▶ Aim of the exercise: Copy each line from the entries that the word "index" appears in.

Stored data
*** Block opens ***
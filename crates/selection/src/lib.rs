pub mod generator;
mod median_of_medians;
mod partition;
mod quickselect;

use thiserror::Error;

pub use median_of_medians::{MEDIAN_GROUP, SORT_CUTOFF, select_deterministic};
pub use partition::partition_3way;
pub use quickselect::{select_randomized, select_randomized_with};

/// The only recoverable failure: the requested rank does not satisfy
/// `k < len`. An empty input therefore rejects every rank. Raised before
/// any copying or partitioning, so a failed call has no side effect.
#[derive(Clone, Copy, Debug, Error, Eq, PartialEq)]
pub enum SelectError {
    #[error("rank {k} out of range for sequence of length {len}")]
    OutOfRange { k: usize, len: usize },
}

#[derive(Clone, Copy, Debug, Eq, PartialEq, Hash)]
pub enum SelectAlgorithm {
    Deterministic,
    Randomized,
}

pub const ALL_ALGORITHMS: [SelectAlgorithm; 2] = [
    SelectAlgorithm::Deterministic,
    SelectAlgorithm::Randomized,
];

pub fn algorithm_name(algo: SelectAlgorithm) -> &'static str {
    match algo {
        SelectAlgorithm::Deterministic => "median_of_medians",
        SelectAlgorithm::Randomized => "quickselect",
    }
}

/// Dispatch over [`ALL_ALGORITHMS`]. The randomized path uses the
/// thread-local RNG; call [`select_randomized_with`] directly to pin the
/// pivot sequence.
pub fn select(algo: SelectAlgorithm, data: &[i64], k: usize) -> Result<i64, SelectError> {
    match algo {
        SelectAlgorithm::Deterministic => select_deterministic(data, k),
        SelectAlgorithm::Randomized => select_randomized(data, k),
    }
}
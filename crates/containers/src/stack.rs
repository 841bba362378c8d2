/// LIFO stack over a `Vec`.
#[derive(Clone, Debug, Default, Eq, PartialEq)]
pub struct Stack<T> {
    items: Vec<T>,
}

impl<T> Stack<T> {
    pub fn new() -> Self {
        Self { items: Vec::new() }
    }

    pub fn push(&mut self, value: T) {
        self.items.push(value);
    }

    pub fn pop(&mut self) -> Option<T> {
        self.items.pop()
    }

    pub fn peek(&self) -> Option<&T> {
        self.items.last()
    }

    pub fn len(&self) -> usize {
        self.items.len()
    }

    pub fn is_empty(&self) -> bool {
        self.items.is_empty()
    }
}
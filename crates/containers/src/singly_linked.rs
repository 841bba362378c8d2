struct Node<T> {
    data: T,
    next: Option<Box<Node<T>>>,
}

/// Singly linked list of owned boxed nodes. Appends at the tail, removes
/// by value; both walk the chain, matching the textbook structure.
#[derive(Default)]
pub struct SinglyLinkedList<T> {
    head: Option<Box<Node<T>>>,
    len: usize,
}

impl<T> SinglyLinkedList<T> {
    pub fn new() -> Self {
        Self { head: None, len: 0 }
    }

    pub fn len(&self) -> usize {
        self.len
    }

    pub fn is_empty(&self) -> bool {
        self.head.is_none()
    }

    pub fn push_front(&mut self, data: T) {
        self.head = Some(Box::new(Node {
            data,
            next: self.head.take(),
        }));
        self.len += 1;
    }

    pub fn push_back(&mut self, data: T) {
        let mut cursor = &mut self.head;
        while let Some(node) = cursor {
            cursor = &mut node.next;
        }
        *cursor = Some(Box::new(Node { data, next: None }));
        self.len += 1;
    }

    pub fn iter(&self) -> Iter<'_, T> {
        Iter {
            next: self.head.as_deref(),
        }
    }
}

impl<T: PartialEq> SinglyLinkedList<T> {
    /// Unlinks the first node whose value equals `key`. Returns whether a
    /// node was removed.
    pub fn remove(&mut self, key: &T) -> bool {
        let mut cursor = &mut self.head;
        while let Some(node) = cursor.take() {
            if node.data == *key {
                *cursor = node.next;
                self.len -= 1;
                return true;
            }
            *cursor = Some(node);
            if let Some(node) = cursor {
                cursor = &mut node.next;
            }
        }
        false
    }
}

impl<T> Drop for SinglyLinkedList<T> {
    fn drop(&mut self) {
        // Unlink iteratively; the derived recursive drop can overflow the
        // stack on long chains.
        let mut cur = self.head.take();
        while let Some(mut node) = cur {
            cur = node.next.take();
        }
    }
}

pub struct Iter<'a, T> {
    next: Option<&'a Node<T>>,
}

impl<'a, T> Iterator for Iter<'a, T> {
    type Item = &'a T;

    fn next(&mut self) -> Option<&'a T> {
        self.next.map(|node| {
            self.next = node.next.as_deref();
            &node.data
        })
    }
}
*** Block closes ***
*** Block opens ***
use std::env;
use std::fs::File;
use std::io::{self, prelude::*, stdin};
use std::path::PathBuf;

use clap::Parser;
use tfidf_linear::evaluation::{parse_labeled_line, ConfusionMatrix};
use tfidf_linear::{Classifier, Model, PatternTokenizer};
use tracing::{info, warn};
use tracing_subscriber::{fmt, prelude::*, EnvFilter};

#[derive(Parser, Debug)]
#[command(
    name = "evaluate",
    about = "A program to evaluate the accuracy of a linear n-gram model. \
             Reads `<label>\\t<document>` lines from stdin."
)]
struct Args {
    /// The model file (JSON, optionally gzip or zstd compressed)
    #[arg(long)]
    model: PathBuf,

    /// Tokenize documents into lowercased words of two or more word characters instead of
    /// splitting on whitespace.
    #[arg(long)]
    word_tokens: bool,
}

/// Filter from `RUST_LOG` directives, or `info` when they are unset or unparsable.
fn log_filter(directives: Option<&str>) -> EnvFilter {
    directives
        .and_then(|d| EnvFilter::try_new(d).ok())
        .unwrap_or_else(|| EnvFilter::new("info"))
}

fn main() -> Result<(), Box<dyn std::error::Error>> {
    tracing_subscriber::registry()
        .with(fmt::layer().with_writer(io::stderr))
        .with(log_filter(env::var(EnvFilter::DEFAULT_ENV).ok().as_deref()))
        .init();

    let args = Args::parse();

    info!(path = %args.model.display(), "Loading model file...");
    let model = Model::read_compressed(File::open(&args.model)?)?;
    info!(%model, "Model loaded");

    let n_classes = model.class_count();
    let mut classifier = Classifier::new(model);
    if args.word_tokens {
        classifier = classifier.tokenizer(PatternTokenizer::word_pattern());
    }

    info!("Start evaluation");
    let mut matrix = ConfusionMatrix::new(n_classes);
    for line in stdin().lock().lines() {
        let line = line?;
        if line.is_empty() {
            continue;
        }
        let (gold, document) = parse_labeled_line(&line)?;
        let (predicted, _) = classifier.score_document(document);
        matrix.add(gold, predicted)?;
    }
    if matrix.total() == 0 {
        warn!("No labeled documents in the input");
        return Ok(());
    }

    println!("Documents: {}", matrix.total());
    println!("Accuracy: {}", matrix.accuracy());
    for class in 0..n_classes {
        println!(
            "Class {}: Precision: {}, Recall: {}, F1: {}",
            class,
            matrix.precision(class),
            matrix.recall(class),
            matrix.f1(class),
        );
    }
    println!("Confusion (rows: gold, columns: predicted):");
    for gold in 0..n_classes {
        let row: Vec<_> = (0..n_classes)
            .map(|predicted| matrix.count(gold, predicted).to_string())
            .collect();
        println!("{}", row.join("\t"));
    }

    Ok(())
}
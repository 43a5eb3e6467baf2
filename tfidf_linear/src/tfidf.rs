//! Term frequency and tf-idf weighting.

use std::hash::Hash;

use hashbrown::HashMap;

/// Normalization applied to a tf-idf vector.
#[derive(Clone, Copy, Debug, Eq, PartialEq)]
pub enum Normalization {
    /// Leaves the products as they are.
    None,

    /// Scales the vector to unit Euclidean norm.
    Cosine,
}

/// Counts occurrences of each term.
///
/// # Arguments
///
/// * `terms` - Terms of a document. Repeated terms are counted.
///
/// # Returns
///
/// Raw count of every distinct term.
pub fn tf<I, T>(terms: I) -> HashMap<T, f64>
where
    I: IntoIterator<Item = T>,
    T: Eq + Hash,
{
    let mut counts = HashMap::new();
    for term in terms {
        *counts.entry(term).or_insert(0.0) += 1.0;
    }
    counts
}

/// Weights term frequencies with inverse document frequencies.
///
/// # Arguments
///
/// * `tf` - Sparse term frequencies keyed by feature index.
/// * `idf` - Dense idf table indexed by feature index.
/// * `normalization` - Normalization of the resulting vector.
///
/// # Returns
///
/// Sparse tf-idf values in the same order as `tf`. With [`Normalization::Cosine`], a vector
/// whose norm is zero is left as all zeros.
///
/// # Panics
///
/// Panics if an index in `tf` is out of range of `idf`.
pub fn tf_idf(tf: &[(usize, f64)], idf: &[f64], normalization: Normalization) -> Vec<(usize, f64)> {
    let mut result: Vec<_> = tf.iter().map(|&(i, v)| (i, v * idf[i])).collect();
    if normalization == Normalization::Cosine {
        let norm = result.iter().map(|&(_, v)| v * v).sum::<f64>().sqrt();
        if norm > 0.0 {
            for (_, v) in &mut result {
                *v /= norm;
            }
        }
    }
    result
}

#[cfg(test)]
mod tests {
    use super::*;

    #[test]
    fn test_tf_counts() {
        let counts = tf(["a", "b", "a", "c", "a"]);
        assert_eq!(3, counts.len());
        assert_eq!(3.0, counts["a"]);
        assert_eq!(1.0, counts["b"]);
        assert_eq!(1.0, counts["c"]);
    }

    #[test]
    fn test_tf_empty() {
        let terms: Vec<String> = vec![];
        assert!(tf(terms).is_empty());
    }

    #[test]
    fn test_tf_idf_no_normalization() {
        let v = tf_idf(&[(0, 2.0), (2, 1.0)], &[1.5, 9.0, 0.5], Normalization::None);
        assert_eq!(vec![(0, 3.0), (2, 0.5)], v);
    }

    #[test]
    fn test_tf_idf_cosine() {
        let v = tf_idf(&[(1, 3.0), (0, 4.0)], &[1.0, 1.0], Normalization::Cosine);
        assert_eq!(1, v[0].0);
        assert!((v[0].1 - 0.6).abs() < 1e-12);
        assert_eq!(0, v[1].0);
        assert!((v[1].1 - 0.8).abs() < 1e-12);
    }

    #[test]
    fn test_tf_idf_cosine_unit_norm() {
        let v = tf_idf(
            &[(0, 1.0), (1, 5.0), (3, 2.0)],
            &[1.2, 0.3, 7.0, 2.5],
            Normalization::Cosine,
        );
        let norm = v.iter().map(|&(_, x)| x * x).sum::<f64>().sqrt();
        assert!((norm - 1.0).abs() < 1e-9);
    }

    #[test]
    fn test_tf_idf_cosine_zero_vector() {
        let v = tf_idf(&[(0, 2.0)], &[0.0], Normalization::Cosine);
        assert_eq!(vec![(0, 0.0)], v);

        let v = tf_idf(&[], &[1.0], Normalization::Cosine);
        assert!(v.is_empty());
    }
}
*** Block closes ***
*** Block opens ***
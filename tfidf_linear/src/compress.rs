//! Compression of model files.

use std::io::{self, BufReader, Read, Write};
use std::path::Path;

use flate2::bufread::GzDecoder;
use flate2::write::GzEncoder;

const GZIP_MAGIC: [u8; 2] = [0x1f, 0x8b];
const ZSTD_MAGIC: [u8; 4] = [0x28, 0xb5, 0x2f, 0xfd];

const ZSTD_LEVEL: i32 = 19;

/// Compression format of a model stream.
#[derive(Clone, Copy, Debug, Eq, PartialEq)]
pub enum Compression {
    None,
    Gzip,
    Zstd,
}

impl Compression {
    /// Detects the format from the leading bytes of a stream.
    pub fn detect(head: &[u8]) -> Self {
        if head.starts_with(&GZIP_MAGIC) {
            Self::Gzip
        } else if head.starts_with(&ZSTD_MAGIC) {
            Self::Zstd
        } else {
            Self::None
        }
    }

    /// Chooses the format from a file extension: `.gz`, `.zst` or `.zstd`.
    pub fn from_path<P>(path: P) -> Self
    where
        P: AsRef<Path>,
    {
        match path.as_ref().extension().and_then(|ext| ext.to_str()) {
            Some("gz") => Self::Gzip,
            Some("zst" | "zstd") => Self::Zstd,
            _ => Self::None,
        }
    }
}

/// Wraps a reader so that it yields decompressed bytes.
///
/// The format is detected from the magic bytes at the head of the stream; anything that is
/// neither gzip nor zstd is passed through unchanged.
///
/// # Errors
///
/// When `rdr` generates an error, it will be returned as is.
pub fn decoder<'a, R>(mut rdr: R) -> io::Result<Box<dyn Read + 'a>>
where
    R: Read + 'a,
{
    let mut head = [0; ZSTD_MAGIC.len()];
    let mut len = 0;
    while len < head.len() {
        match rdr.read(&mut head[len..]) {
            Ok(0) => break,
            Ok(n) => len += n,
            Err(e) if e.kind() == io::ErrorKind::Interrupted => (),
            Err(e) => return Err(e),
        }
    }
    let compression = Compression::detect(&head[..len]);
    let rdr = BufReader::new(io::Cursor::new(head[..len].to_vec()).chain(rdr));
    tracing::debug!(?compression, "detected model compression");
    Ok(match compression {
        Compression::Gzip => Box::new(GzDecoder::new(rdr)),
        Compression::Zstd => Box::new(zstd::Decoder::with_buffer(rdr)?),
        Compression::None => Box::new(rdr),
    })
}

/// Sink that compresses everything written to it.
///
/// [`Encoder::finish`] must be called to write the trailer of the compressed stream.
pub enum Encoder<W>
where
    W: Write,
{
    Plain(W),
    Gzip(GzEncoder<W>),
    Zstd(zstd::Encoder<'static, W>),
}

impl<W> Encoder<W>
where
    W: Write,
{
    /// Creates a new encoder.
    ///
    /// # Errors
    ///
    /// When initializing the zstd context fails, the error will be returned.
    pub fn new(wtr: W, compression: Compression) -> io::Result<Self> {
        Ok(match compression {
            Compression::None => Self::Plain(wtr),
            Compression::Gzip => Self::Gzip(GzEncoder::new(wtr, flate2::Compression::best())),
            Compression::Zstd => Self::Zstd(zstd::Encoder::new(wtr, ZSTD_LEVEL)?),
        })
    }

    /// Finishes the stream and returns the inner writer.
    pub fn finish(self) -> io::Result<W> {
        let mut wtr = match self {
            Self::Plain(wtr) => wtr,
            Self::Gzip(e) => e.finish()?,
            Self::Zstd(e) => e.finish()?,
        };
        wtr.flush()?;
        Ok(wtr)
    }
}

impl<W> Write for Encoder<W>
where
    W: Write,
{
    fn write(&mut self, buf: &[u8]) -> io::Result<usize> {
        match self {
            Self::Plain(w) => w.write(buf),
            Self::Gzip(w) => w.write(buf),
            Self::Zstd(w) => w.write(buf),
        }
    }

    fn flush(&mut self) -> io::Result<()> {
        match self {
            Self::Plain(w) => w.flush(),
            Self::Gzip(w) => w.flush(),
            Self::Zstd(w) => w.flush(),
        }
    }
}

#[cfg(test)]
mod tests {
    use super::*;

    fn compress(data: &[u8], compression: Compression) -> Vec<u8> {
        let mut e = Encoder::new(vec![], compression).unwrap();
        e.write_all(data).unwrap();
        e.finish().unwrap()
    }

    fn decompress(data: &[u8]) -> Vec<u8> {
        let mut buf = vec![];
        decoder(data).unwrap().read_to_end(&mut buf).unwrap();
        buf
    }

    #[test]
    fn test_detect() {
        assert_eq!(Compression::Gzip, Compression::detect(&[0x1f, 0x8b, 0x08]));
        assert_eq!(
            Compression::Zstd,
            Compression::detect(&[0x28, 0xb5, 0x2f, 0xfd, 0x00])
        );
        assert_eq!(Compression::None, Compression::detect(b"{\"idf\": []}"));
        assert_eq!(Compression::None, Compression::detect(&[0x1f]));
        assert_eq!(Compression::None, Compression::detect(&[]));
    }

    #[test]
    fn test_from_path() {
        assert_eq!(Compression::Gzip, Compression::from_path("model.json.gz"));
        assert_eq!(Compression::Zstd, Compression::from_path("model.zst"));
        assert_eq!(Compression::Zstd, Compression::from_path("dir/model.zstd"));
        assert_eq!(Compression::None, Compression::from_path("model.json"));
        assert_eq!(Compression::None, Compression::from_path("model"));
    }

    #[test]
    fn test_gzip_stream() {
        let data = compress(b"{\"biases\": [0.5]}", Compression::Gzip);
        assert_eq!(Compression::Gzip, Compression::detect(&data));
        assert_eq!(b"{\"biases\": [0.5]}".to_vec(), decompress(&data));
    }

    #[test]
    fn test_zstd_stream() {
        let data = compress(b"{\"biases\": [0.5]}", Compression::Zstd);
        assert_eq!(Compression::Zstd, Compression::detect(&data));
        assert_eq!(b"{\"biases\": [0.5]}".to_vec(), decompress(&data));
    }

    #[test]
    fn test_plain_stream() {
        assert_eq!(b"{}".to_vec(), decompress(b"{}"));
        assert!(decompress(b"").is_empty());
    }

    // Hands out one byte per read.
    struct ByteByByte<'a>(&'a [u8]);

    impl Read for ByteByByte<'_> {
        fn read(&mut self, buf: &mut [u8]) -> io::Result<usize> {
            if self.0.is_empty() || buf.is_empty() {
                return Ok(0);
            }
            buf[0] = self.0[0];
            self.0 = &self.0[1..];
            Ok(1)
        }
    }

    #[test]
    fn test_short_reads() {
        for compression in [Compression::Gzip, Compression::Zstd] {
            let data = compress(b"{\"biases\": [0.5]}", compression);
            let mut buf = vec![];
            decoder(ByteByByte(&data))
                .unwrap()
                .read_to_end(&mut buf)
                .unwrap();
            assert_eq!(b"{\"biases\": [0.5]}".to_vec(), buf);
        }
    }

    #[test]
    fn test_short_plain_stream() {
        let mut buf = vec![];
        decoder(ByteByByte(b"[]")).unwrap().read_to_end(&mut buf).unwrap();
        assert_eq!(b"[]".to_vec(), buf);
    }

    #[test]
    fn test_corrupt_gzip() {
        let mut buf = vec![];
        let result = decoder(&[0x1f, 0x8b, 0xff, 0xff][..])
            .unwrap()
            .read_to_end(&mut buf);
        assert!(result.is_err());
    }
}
*** Block closes ***
▶ Solved problem:
/// * `tf` - Sparse term frequencies keyed by feature index.
/// * `idf` - Dense idf table indexed by feature index.
/// Panics if an index in `tf` is out of range of `idf`.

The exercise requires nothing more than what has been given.